Types of Intestinal transplantation. a Isolated intestinal transplant. b Combined liver-intestinal graft, which also contains in continuity, the donor duodenum and pancreas. c Multivisceral transplant, where the donor organs include liver, stomach, duodenum, pancreas, and small bowel
Isolated intestinal transplantation
The first and most universally agreed upon type of intestinal allograft is the isolated intestine. It is indicated in patients with irreversible IF without any significant liver disease. The isolated small bowel graft consists of the entire jejunum and ileum. The arterial inflow is supplied by the superior mesenteric artery and the superior mesenteric vein drains the isolated small bowel graft. In the small bowel allograft recipient, gastrointestinal continuity is re-established by anastomosis of the proximal native and donor jejunum and the distal bowel is brought out as a Bishop-Koop or loop ileostomy with or without anastomosis to the remnant native colon (Fig. 3) [26]. Isolated intestinal transplant is preferred surgical option due to shorter waiting time and the graft can be removed if necessary without compromising other organs. There has been a significant trend toward IT without a liver component (Fig. 4) [1]. Traditionally, this option has been considered in patients with a non-adaptable diagnosis such as ultrashort bowel syndrome, or mucosal enteropathies such as tufting enteropathy or microvillus inclusion disease.
Fig. 4.

This figure shows changes in the proportion of different types of intestine transplants over time. The proportion of cases with a concurrent liver component has steadily decreased (p < 0.001)
Liver-intestine transplantation
This type of transplant is indicated for patients who suffer severe intestinal failure associated liver disease (IFALD) resulting in liver failure. In addition, they suffer intestinal failure and their remnant intestine has not demonstrated adequate ability to adapt and be independent of PN support. Typically, enteral calorie tolerance of <50 % at time of transplant assessment would suggest listing for a combined graft. Patients with tolerance of >50 % of their calories enterally at the time of development of liver failure are potential candidates for isolated liver transplantation. The first combined liver-intestine transplant was described in 1990 by Grant et al. [27]. In this type of transplant, the inclusion of liver/duodenum/pancreas is a way of preserving the hepatic hilus and biliary tree; therefore, there is no need for biliary reconstructive procedures, decreasing the risks for donor-related vascular or biliary complications [28] (Fig. 3). The proximal bowel is anastomosed end to end with recipient native jejunum at the Ligament of Treitz, and the distal bowel is brought out as an end ileostomy or anastomosed end to end with the recipient bowel, with creation of a proximal diverting loop ileosotomy. Alternatively, the liver and intestine can be transplanted as individual organs, without the pancreas graft, which has the advantage that if the intestine allograft should develop severe rejection, it could potentially be removed without requiring re-transplantation of the liver [29].
Multivisceral transplant
This type of transplant is indicated for patients with severe pseudobstruction, Hirschprung´s disease, motility disorders, localized non-metastazing tumors amongst other pathologies. It refers to the inclusion of other abdominal organs in continuity with intestine and stomach. These organs can include duodenum, colon, pancreas, spleen, kidney and if it also includes liver it is considered full multivisceral, if it does not include liver, then it is considered a modified multivisceral (Fig. 3).

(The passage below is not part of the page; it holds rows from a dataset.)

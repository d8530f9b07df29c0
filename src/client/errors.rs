use std::io;
use thiserror::Error;

/// 터널 연결 실패 원인
///
/// 어떤 에러도 내부에서 재시도하지 않습니다. 재시도 정책은 호출자 몫입니다.
#[derive(Debug, Error)]
pub enum TunnelError {
    #[error("Invalid proxy URL \"{url}\": {reason}")]
    InvalidProxyUrl { url: String, reason: String },

    #[error("Invalid target URI \"{uri}\": {reason} (EINVAL)")]
    InvalidTarget { uri: String, reason: String },

    #[error("Connection to {uri} failed because connection to proxy failed (ECONNREFUSED)")]
    ProxyUnreachable {
        uri: String,
        #[source]
        source: io::Error,
    },

    #[error("Connection to {uri} cancelled while waiting for proxy (ECONNABORTED)")]
    Aborted { uri: String },

    #[error("Connection to {uri} failed because proxy returned invalid response (EBADMSG)")]
    MalformedResponse {
        uri: String,
        #[source]
        source: io::Error,
    },

    #[error(
        "Connection to {uri} failed because proxy denied access with HTTP error code {status} ({reason}) (EACCES)"
    )]
    AuthenticationRejected {
        uri: String,
        status: u16,
        reason: String,
    },

    #[error(
        "Connection to {uri} failed because proxy refused connection with HTTP error code {status} ({reason}) (ECONNREFUSED)"
    )]
    ConnectionRefused {
        uri: String,
        status: u16,
        reason: String,
    },

    #[error(
        "Connection to {uri} failed because proxy response headers exceed maximum of 8 KiB (EMSGSIZE)"
    )]
    HeadersTooLarge { uri: String },

    #[error("Connection to {uri} failed because connection to proxy caused a stream error (EIO)")]
    Stream {
        uri: String,
        #[source]
        source: io::Error,
    },

    #[error(
        "Connection to {uri} failed because connection to proxy was lost while waiting for response (ECONNRESET)"
    )]
    ConnectionLost { uri: String },
}

/// 매칭용 에러 종류
#[derive(Debug, Clone, Copy, PartialEq, Eq)]
pub enum ErrorKind {
    InvalidProxyUrl,
    InvalidTarget,
    ProxyUnreachable,
    Aborted,
    MalformedResponse,
    AuthenticationRejected,
    ConnectionRefused,
    HeadersTooLarge,
    StreamError,
    ConnectionLost,
}

impl TunnelError {
    pub fn kind(&self) -> ErrorKind {
        match self {
            TunnelError::InvalidProxyUrl { .. } => ErrorKind::InvalidProxyUrl,
            TunnelError::InvalidTarget { .. } => ErrorKind::InvalidTarget,
            TunnelError::ProxyUnreachable { .. } => ErrorKind::ProxyUnreachable,
            TunnelError::Aborted { .. } => ErrorKind::Aborted,
            TunnelError::MalformedResponse { .. } => ErrorKind::MalformedResponse,
            TunnelError::AuthenticationRejected { .. } => ErrorKind::AuthenticationRejected,
            TunnelError::ConnectionRefused { .. } => ErrorKind::ConnectionRefused,
            TunnelError::HeadersTooLarge { .. } => ErrorKind::HeadersTooLarge,
            TunnelError::Stream { .. } => ErrorKind::StreamError,
            TunnelError::ConnectionLost { .. } => ErrorKind::ConnectionLost,
        }
    }

    /// 프록시가 돌려준 HTTP 상태 코드 (정책 거부일 때만)
    pub fn status(&self) -> Option<u16> {
        match self {
            TunnelError::AuthenticationRejected { status, .. }
            | TunnelError::ConnectionRefused { status, .. } => Some(*status),
            _ => None,
        }
    }

    /// POSIX errno 값
    pub fn errno(&self) -> i32 {
        match self.kind() {
            ErrorKind::InvalidProxyUrl | ErrorKind::InvalidTarget => 22,
            ErrorKind::ProxyUnreachable | ErrorKind::ConnectionRefused => 111,
            ErrorKind::Aborted => 103,
            ErrorKind::MalformedResponse => 74,
            ErrorKind::AuthenticationRejected => 13,
            ErrorKind::HeadersTooLarge => 90,
            ErrorKind::StreamError => 5,
            ErrorKind::ConnectionLost => 104,
        }
    }

    pub fn errno_name(&self) -> &'static str {
        match self.kind() {
            ErrorKind::InvalidProxyUrl | ErrorKind::InvalidTarget => "EINVAL",
            ErrorKind::ProxyUnreachable | ErrorKind::ConnectionRefused => "ECONNREFUSED",
            ErrorKind::Aborted => "ECONNABORTED",
            ErrorKind::MalformedResponse => "EBADMSG",
            ErrorKind::AuthenticationRejected => "EACCES",
            ErrorKind::HeadersTooLarge => "EMSGSIZE",
            ErrorKind::StreamError => "EIO",
            ErrorKind::ConnectionLost => "ECONNRESET",
        }
    }
}

impl From<TunnelError> for io::Error {
    fn from(err: TunnelError) -> Self {
        let kind = match err.kind() {
            ErrorKind::InvalidProxyUrl | ErrorKind::InvalidTarget => io::ErrorKind::InvalidInput,
            ErrorKind::ProxyUnreachable | ErrorKind::ConnectionRefused => {
                io::ErrorKind::ConnectionRefused
            }
            ErrorKind::Aborted => io::ErrorKind::ConnectionAborted,
            ErrorKind::MalformedResponse | ErrorKind::HeadersTooLarge => {
                io::ErrorKind::InvalidData
            }
            ErrorKind::AuthenticationRejected => io::ErrorKind::PermissionDenied,
            ErrorKind::StreamError => io::ErrorKind::Other,
            ErrorKind::ConnectionLost => io::ErrorKind::ConnectionReset,
        };
        io::Error::new(kind, err)
    }
}

pub type TunnelResult<T> = std::result::Result<T, TunnelError>;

The practice of colon inclusion in intestinal transplantation has evolved significantly over the past two decades, increasing from a rate of only 4 % in 2000 to a rate of 30 % in 2012. Early series had suggested that inclusion of the colon might increase the risk for infection; however, current clinical evidence supports the efficacy of selective and cautious use of the colon in intestinal transplantation as it is considered to carry a physiologic advantage by enhancing water absorption, residue breakdown, and storage as well as improving quality-of-life [30, 31].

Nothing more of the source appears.